DATASET EXTRACT ▸
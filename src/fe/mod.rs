/*
 * SPDX-FileCopyrightText: 2025 Tommaso Fontana
 * SPDX-FileCopyrightText: 2025 Sebastiano Vigna
 *
 * SPDX-License-Identifier: Apache-2.0 OR LGPL-2.1-or-later
 */

//! Piecewise-linear finite-element cell mappings.
//!
//! For every cell the sweep kernel needs the usual DFEM integrals: the mass
//! matrix, the gradient matrices, and per-face surface mass matrices and
//! shape integrals. On orthogonal cells (slab / quad / brick) the basis is a
//! tensor product of 1-D hat functions, so all integrals factor into
//! per-dimension closed forms.

use crate::errors::SweepError;
use crate::math::DenseMatrix;
use crate::mesh::{Cell, GridView};
use anyhow::Result;

/// Per-cell finite-element integrals consumed by the transport kernel.
#[derive(Debug, Clone)]
pub struct UnitCellMatrices {
    /// ∫ b_i b_j dV.
    pub intv_shape_shape: DenseMatrix,
    /// ∫ b_i ∂b_j/∂x_d dV, one matrix per coordinate.
    pub intv_gradshape_shape: [DenseMatrix; 3],
    /// Per face: ∫_f b_i b_j dA, embedded in full cell-node indexing.
    pub ints_shape_shape: Vec<DenseMatrix>,
    /// Per face: ∫_f b_i dA.
    pub ints_shape: Vec<Vec<f64>>,
}

/// The node bookkeeping of one cell: its node list and, per face, the
/// positions of the face's nodes within that list.
#[derive(Debug, Clone)]
pub struct CellMapping {
    /// Global node ids in cell-local order (ascending by id).
    pub cell_nodes: Vec<usize>,
    /// `face_node_mapping[f][k]` is the cell-local index of face `f`'s
    /// `k`-th node.
    pub face_node_mapping: Vec<Vec<usize>>,
}

impl CellMapping {
    pub fn num_nodes(&self) -> usize {
        self.cell_nodes.len()
    }

    pub fn face_node_count(&self, f: usize) -> usize {
        self.face_node_mapping[f].len()
    }
}

/// The spatial-discretization data of a whole grid view: one mapping and one
/// matrix set per local cell, plus the nodal degree-of-freedom layout.
#[derive(Debug, Clone)]
pub struct PwlDiscretization {
    pub mappings: Vec<CellMapping>,
    pub unit_matrices: Vec<UnitCellMatrices>,
    /// Prefix sums of per-cell node counts: dof base of cell `c` is
    /// `node_base[c]`, total nodal dofs is `node_base[num_cells]`.
    pub node_base: Vec<usize>,
}

impl PwlDiscretization {
    pub fn build(grid: &GridView) -> Result<Self> {
        let mut mappings = Vec::with_capacity(grid.num_local_cells());
        let mut unit_matrices = Vec::with_capacity(grid.num_local_cells());
        let mut node_base = Vec::with_capacity(grid.num_local_cells() + 1);
        let mut total = 0usize;
        for cell in &grid.local_cells {
            let mapping = build_cell_mapping(cell)?;
            let matrices = build_unit_matrices(cell, &mapping, grid)?;
            node_base.push(total);
            total += mapping.num_nodes();
            mappings.push(mapping);
            unit_matrices.push(matrices);
        }
        node_base.push(total);
        Ok(PwlDiscretization {
            mappings,
            unit_matrices,
            node_base,
        })
    }

    pub fn num_nodal_dofs(&self) -> usize {
        *self.node_base.last().unwrap()
    }
}

/// Collects the cell's nodes from its faces and builds the per-face node
/// position maps.
pub fn build_cell_mapping(cell: &Cell) -> Result<CellMapping> {
    let mut cell_nodes: Vec<usize> = cell
        .faces
        .iter()
        .flat_map(|f| f.nodes.iter().copied())
        .collect();
    cell_nodes.sort_unstable();
    cell_nodes.dedup();
    let face_node_mapping = cell
        .faces
        .iter()
        .map(|face| {
            face.nodes
                .iter()
                .map(|n| cell_nodes.binary_search(n).expect("face node not in cell"))
                .collect()
        })
        .collect();
    Ok(CellMapping {
        cell_nodes,
        face_node_mapping,
    })
}

/// Tensor-product hat-function integrals for an orthogonal cell.
///
/// Each cell node is classified to a corner of the cell bounding box; the
/// integrals are products of 1-D factors over the dimensions the cell
/// actually spans.
pub fn build_unit_matrices(
    cell: &Cell,
    mapping: &CellMapping,
    grid: &GridView,
) -> Result<UnitCellMatrices> {
    let dims: &[usize] = match grid.dim {
        1 => &[0],
        2 => &[0, 1],
        _ => &[0, 1, 2],
    };

    // Bounding box and corner bits per node.
    let mut lo = [f64::INFINITY; 3];
    let mut hi = [f64::NEG_INFINITY; 3];
    for &n in &mapping.cell_nodes {
        for d in 0..3 {
            lo[d] = lo[d].min(grid.nodes[n][d]);
            hi[d] = hi[d].max(grid.nodes[n][d]);
        }
    }
    let mut h = [1.0; 3];
    for &d in dims {
        h[d] = hi[d] - lo[d];
        if h[d] <= 0.0 {
            return Err(SweepError::BadGeometry(format!(
                "cell {} is degenerate along axis {d}",
                cell.global_id
            ))
            .into());
        }
    }
    let num_nodes = mapping.num_nodes();
    let corner_bit = |node: usize, d: usize| -> Result<usize> {
        let x = grid.nodes[mapping.cell_nodes[node]][d];
        let tol = 1e-10 * h[d].max(1.0);
        if (x - lo[d]).abs() <= tol {
            Ok(0)
        } else if (x - hi[d]).abs() <= tol {
            Ok(1)
        } else {
            Err(SweepError::BadGeometry(format!(
                "node of cell {} is not on a bounding-box corner",
                cell.global_id
            ))
            .into())
        }
    };
    let mut bits = vec![[0usize; 3]; num_nodes];
    for i in 0..num_nodes {
        for &d in dims {
            bits[i][d] = corner_bit(i, d)?;
        }
    }

    // 1-D factors on [0, h]: hat mass and hat-gradient integrals.
    let mass1d = |a: usize, b: usize, h: f64| -> f64 {
        if a == b {
            h / 3.0
        } else {
            h / 6.0
        }
    };
    let grad1d = |b: usize| -> f64 {
        if b == 1 {
            0.5
        } else {
            -0.5
        }
    };

    let mut intv_shape_shape = vec![vec![0.0; num_nodes]; num_nodes];
    let mut intv_gradshape_shape = [
        vec![vec![0.0; num_nodes]; num_nodes],
        vec![vec![0.0; num_nodes]; num_nodes],
        vec![vec![0.0; num_nodes]; num_nodes],
    ];
    for i in 0..num_nodes {
        for j in 0..num_nodes {
            let mut mass = 1.0;
            for &d in dims {
                mass *= mass1d(bits[i][d], bits[j][d], h[d]);
            }
            intv_shape_shape[i][j] = mass;
            for &d in dims {
                // Along d the h factors cancel: ∫ B_a B'_b dξ = ±1/2,
                // with the sign set by b alone.
                let mut grad = grad1d(bits[j][d]);
                for &e in dims {
                    if e != d {
                        grad *= mass1d(bits[i][e], bits[j][e], h[e]);
                    }
                }
                intv_gradshape_shape[d][i][j] = grad;
            }
        }
    }

    // Per-face surface integrals: a face lies on one bounding-box side.
    let mut ints_shape_shape = Vec::with_capacity(cell.faces.len());
    let mut ints_shape = Vec::with_capacity(cell.faces.len());
    for (f, face) in cell.faces.iter().enumerate() {
        let mut m_surf = vec![vec![0.0; num_nodes]; num_nodes];
        let mut s = vec![0.0; num_nodes];
        // Face axis: the dimension along which the normal points.
        let axis = (0..3)
            .max_by(|&a, &b| face.normal[a].abs().partial_cmp(&face.normal[b].abs()).unwrap())
            .unwrap();
        let side = if face.normal[axis] > 0.0 { 1 } else { 0 };
        for &i in &mapping.face_node_mapping[f] {
            debug_assert_eq!(bits[i][axis], side);
            let mut shape = 1.0;
            for &d in dims {
                if d != axis {
                    shape *= h[d] / 2.0;
                }
            }
            s[i] = shape;
            for &j in &mapping.face_node_mapping[f] {
                let mut mass = 1.0;
                for &d in dims {
                    if d != axis {
                        mass *= mass1d(bits[i][d], bits[j][d], h[d]);
                    }
                }
                m_surf[i][j] = mass;
            }
        }
        ints_shape_shape.push(m_surf);
        ints_shape.push(s);
    }

    Ok(UnitCellMatrices {
        intv_shape_shape,
        intv_gradshape_shape,
        ints_shape_shape,
        ints_shape,
    })
}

REQUIREMENT ▸
If a line falls between the first line of the data above and the line holding "pub intv_gradshape_shape: [DenseMatrix;", inclusive, retype it exactly; retype no other line.

ANSWER BOX ▸
filename src/fe/mod.rs
/*
 * SPDX-FileCopyrightText: 2025 Tommaso Fontana
 * SPDX-FileCopyrightText: 2025 Sebastiano Vigna
 *
 * SPDX-License-Identifier: Apache-2.0 OR LGPL-2.1-or-later
 */

//! Piecewise-linear finite-element cell mappings.
//!
//! For every cell the sweep kernel needs the usual DFEM integrals: the mass
//! matrix, the gradient matrices, and per-face surface mass matrices and
//! shape integrals. On orthogonal cells (slab / quad / brick) the basis is a
//! tensor product of 1-D hat functions, so all integrals factor into
//! per-dimension closed forms.

use crate::errors::SweepError;
use crate::math::DenseMatrix;
use crate::mesh::{Cell, GridView};
use anyhow::Result;

/// Per-cell finite-element integrals consumed by the transport kernel.
#[derive(Debug, Clone)]
pub struct UnitCellMatrices {
    /// ∫ b_i b_j dV.
    pub intv_shape_shape: DenseMatrix,
    /// ∫ b_i ∂b_j/∂x_d dV, one matrix per coordinate.
    pub intv_gradshape_shape: [DenseMatrix; 3],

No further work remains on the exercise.